**EXERCISE DETAILS**
In the following material, identify every line holding the string "their" and return it.

--- START ---

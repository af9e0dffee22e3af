//! The transport contract (spec §6 "Transport") and its default `reqwest`-backed
//! implementation (spec §11 supplement).
//!
//! `Transport` is the seam the host application can replace entirely — the crate
//! itself never speaks TCP/TLS/HTTP framing (spec's Non-goals). A transport drives
//! one fetch to completion, reporting back through [`TransportDelegate`] the same
//! way a platform URL-loading system reports through a delegate: progressively, as
//! data and events arrive, rather than only at the very end (spec §4.3,
//! grounded on the isahc `RequestHandler` "collect into a single completion"
//! pattern).

use std::path::PathBuf;
use std::sync::{Arc, Mutex};

use async_trait::async_trait;
use bytes::Bytes;
use futures_util::StreamExt;
use reqwest::header::HeaderMap;
use tokio::io::AsyncWriteExt;
use tracing::warn;

use crate::error::{classify_transport_error, HttpError};
use crate::loader::wire::{TaskKind, WireRequest};
use crate::response::{Metrics, Progress, ProgressOperation};
use crate::util::cancel::CancelHandle;

/// Callbacks a [`Transport`] reports through while driving one fetch. Every method
/// has a no-op default so implementers only override what they need, mirroring how
/// sparse most real delegate implementations are.
#[async_trait]
pub trait TransportDelegate: Send + Sync {
    async fn did_send_body_data(&self, _bytes_sent: u64, _total: Option<u64>) {}
    async fn did_receive_data(&self, _chunk: &Bytes) {}
    async fn download_did_write(&self, _progress: Progress) {}
    /// Called with the proposed redirect status/location before the loader
    /// decides whether to follow it (spec §4.3 "Redirects").
    async fn will_perform_redirection(&self, _status: u16, _location: &str) {}
    async fn did_finish_collecting_metrics(&self, _metrics: &Metrics) {}
    /// The underlying connection/session became unusable independent of any one
    /// request (spec §4.3 "Session invalidation").
    async fn did_become_invalid_with_error(&self, _error: &HttpError) {}
}

/// A no-op delegate, useful for tests and for transports driven without progress
/// reporting.
pub struct NullDelegate;

#[async_trait]
impl TransportDelegate for NullDelegate {}

/// Mirrors every received chunk into a shared buffer, so
/// [`crate::loader::Loader::cancel_with_resume_data`] can hand back whatever bytes
/// arrived before cancellation (spec §4.3 "cancel_with_resume_data"). The loader
/// installs this delegate instead of [`NullDelegate`] for `largeData` transfers.
pub struct AccumulatingDelegate {
    buffer: Arc<Mutex<Vec<u8>>>,
}

impl AccumulatingDelegate {
    pub fn new(buffer: Arc<Mutex<Vec<u8>>>) -> Self {
        Self { buffer }
    }
}

#[async_trait]
impl TransportDelegate for AccumulatingDelegate {
    async fn did_receive_data(&self, chunk: &Bytes) {
        self.buffer
            .lock()
            .expect("resume buffer mutex poisoned")
            .extend_from_slice(chunk);
    }
}

/// The outcome of one transport-level attempt, before the validator pipeline has
/// had a chance to inspect it.
pub struct TransportOutcome {
    pub status: u16,
    pub headers: HeaderMap,
    /// In-memory body for `data`/`upload-stream` tasks; empty for `download`/
    /// `download-resume` tasks, which populate `file` instead (spec §3.1
    /// "Response": "optional bytes OR local file URL (for largeData)").
    pub body: Bytes,
    pub file: Option<PathBuf>,
    pub url: String,
    pub metrics: Metrics,
}

/// A pluggable collaborator that actually moves bytes over the network (spec §6).
/// The crate ships [`ReqwestTransport`] as its one default implementation; host
/// applications may substitute their own (e.g. to route through a proxy layer or a
/// platform networking stack).
#[async_trait]
pub trait Transport: Send + Sync {
    async fn execute(
        &self,
        wire: &WireRequest,
        delegate: Arc<dyn TransportDelegate>,
        cancel: CancelHandle,
    ) -> Result<TransportOutcome, HttpError>;
}

/// The default [`Transport`], backed by `reqwest`.
pub struct ReqwestTransport {
    client: reqwest::Client,
}

impl ReqwestTransport {
    pub fn new() -> Self {
        Self {
            client: reqwest::Client::new(),
        }
    }

    pub fn with_client(client: reqwest::Client) -> Self {
        Self { client }
    }
}

impl Default for ReqwestTransport {
    fn default() -> Self {
        Self::new()
    }
}

/// Where `download`/`download-resume` tasks write their bodies. Per-platform temp
/// directory policy is an external-collaborator concern (spec §1); `std::env::temp_dir`
/// is the smallest reasonable default.
fn downloads_dir() -> PathBuf {
    std::env::temp_dir().join("wirekit-downloads")
}

#[async_trait]
impl Transport for ReqwestTransport {
    async fn execute(
        &self,
        wire: &WireRequest,
        delegate: Arc<dyn TransportDelegate>,
        cancel: CancelHandle,
    ) -> Result<TransportOutcome, HttpError> {
        let started = std::time::Instant::now();
        let is_download = matches!(wire.task_kind, TaskKind::Download | TaskKind::DownloadResume);

        let mut builder = self
            .client
            .request(wire.method.clone(), wire.url.clone())
            .headers(wire.headers.clone());
        if let Some(timeout) = wire.timeout {
            builder = builder.timeout(timeout);
        }
        if wire.task_kind == TaskKind::DownloadResume {
            if let Some(partial) = &wire.partial_data {
                builder = builder.header(reqwest::header::RANGE, format!("bytes={}-", partial.len()));
            }
        }
        builder = match &wire.body {
            crate::request::body::SerializedBody::Bytes(bytes) => {
                if !bytes.is_empty() {
                    let total = bytes.len() as u64;
                    delegate.did_send_body_data(total, Some(total)).await;
                }
                builder.body(bytes.clone())
            }
            crate::request::body::SerializedBody::Stream(factory) => {
                let stream = (factory)();
                builder.body(reqwest::Body::wrap_stream(stream))
            }
        };

        let response = tokio::select! {
            _ = cancel.cancelled() => return Err(HttpError::Cancelled),
            result = builder.send() => result.map_err(classify_transport_error)?,
        };

        let status = response.status().as_u16();
        let url = response.url().to_string();
        let headers = response.headers().clone();
        let expected_bytes = response.content_length();

        let (body, file) = if is_download {
            let path = self
                .stream_to_file(wire, response, &delegate, &cancel, expected_bytes)
                .await?;
            (Bytes::new(), path)
        } else {
            let bytes = stream_to_memory(response, &delegate, &cancel, expected_bytes).await?;
            (bytes, None)
        };

        let metrics = Metrics {
            domain_lookup: None,
            connect: None,
            secure_connect: None,
            request: None,
            response: Some(started.elapsed()),
            total: started.elapsed(),
            redirect_count: 0,
        };
        delegate.did_finish_collecting_metrics(&metrics).await;

        Ok(TransportOutcome {
            status,
            headers,
            body,
            file,
            url,
            metrics,
        })
    }
}

impl ReqwestTransport {
    /// Streams `response`'s body into a stable, UUID-named file under
    /// [`downloads_dir`] (spec §4.3 "Byte accumulation": "the temporary file is
    /// moved to a stable path derived from a random UUID filename"). Returns
    /// `None` (body-less response, no synthesized error) if the final move fails,
    /// per spec §4.3's explicit "no error is synthesized here".
    async fn stream_to_file(
        &self,
        wire: &WireRequest,
        response: reqwest::Response,
        delegate: &Arc<dyn TransportDelegate>,
        cancel: &CancelHandle,
        expected_bytes: Option<u64>,
    ) -> Result<Option<PathBuf>, HttpError> {
        let dir = downloads_dir();
        tokio::fs::create_dir_all(&dir)
            .await
            .map_err(|e| HttpError::Internal {
                message: format!("failed creating downloads directory: {e}"),
            })?;

        let temp_path = dir.join(format!("{}.part", uuid::Uuid::new_v4()));
        let mut file = tokio::fs::File::create(&temp_path)
            .await
            .map_err(|e| HttpError::Internal {
                message: format!("failed creating temp download file: {e}"),
            })?;

        let mut written = 0u64;
        if wire.task_kind == TaskKind::DownloadResume {
            if let Some(partial) = &wire.partial_data {
                file.write_all(partial).await.map_err(|e| HttpError::Internal {
                    message: format!("failed writing resumed bytes: {e}"),
                })?;
                written = partial.len() as u64;
            }
        }

        let mut stream = response.bytes_stream();
        loop {
            let next = tokio::select! {
                _ = cancel.cancelled() => return Err(HttpError::Cancelled),
                next = stream.next() => next,
            };
            match next {
                Some(Ok(chunk)) => {
                    delegate.did_receive_data(&chunk).await;
                    file.write_all(&chunk).await.map_err(|e| HttpError::Internal {
                        message: format!("failed writing downloaded chunk: {e}"),
                    })?;
                    written += chunk.len() as u64;
                    delegate
                        .download_did_write(Progress {
                            operation: ProgressOperation::Download,
                            current_bytes: written,
                            expected_bytes,
                        })
                        .await;
                }
                Some(Err(e)) => return Err(classify_transport_error(e)),
                None => break,
            }
        }
        file.flush().await.ok();
        drop(file);

        let final_path = dir.join(uuid::Uuid::new_v4().to_string());
        match tokio::fs::rename(&temp_path, &final_path).await {
            Ok(()) => Ok(Some(final_path)),
            Err(e) => {
                warn!(error = %e, "failed moving downloaded file to its stable path");
                Ok(None)
            }
        }
    }
}

async fn stream_to_memory(
    response: reqwest::Response,
    delegate: &Arc<dyn TransportDelegate>,
    cancel: &CancelHandle,
    expected_bytes: Option<u64>,
) -> Result<Bytes, HttpError> {
    let mut body = Vec::new();
    let mut stream = response.bytes_stream();
    loop {
        let next = tokio::select! {
            _ = cancel.cancelled() => return Err(HttpError::Cancelled),
            next = stream.next() => next,
        };
        match next {
            Some(Ok(chunk)) => {
                delegate.did_receive_data(&chunk).await;
                body.extend_from_slice(&chunk);
                delegate
                    .download_did_write(Progress {
                        operation: ProgressOperation::Download,
                        current_bytes: body.len() as u64,
                        expected_bytes,
                    })
                    .await;
            }
            Some(Err(e)) => return Err(classify_transport_error(e)),
            None => break,
        }
    }
    Ok(Bytes::from(body))
}

#[cfg(test)]
mod tests {
    use super::*;
    use crate::client::ClientBuilder;
    use crate::request::{Request, TransferMode};

    #[tokio::test]
    async fn reqwest_transport_reports_error_on_connection_failure() {
        let client = ClientBuilder::new().build();
        let request = Request::get("http://127.0.0.1:1").build();
        let wire = crate::loader::wire::compose(&client, &request).unwrap();
        let transport = ReqwestTransport::new();
        let result = transport
            .execute(&wire, Arc::new(NullDelegate), CancelHandle::new())
            .await;
        assert!(result.is_err());
    }

    #[tokio::test]
    async fn cancelled_before_send_returns_cancelled_error() {
        let client = ClientBuilder::new().build();
        let request = Request::get("http://127.0.0.1:1").build();
        let wire = crate::loader::wire::compose(&client, &request).unwrap();
        let transport = ReqwestTransport::new();
        let cancel = CancelHandle::new();
        cancel.cancel();
        let result = transport
            .execute(&wire, Arc::new(NullDelegate), cancel)
            .await;
        assert!(matches!(result, Err(HttpError::Cancelled)));
    }

    #[tokio::test]
    async fn cancelled_download_before_send_returns_cancelled_error() {
        let client = ClientBuilder::new().build();
        let request = Request::get("http://127.0.0.1:1")
            .transfer_mode(TransferMode::Download)
            .build();
        let wire = crate::loader::wire::compose(&client, &request).unwrap();
        let transport = ReqwestTransport::new();
        let cancel = CancelHandle::new();
        cancel.cancel();
        let result = transport
            .execute(&wire, Arc::new(NullDelegate), cancel)
            .await;
        assert!(matches!(result, Err(HttpError::Cancelled)));
    }

    #[tokio::test]
    async fn accumulating_delegate_collects_chunks_in_order() {
        let buffer = Arc::new(Mutex::new(Vec::new()));
        let delegate = AccumulatingDelegate::new(buffer.clone());
        delegate.did_receive_data(&Bytes::from_static(b"hello ")).await;
        delegate.did_receive_data(&Bytes::from_static(b"world")).await;
        assert_eq!(buffer.lock().unwrap().as_slice(), b"hello world");
    }
}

--- END ---

**ANSWER TO THIS EXERCISE**
/// applications may substitute their own (e.g. to route through a proxy layer or a
/// Where `download`/`download-resume` tasks write their bodies. Per-platform temp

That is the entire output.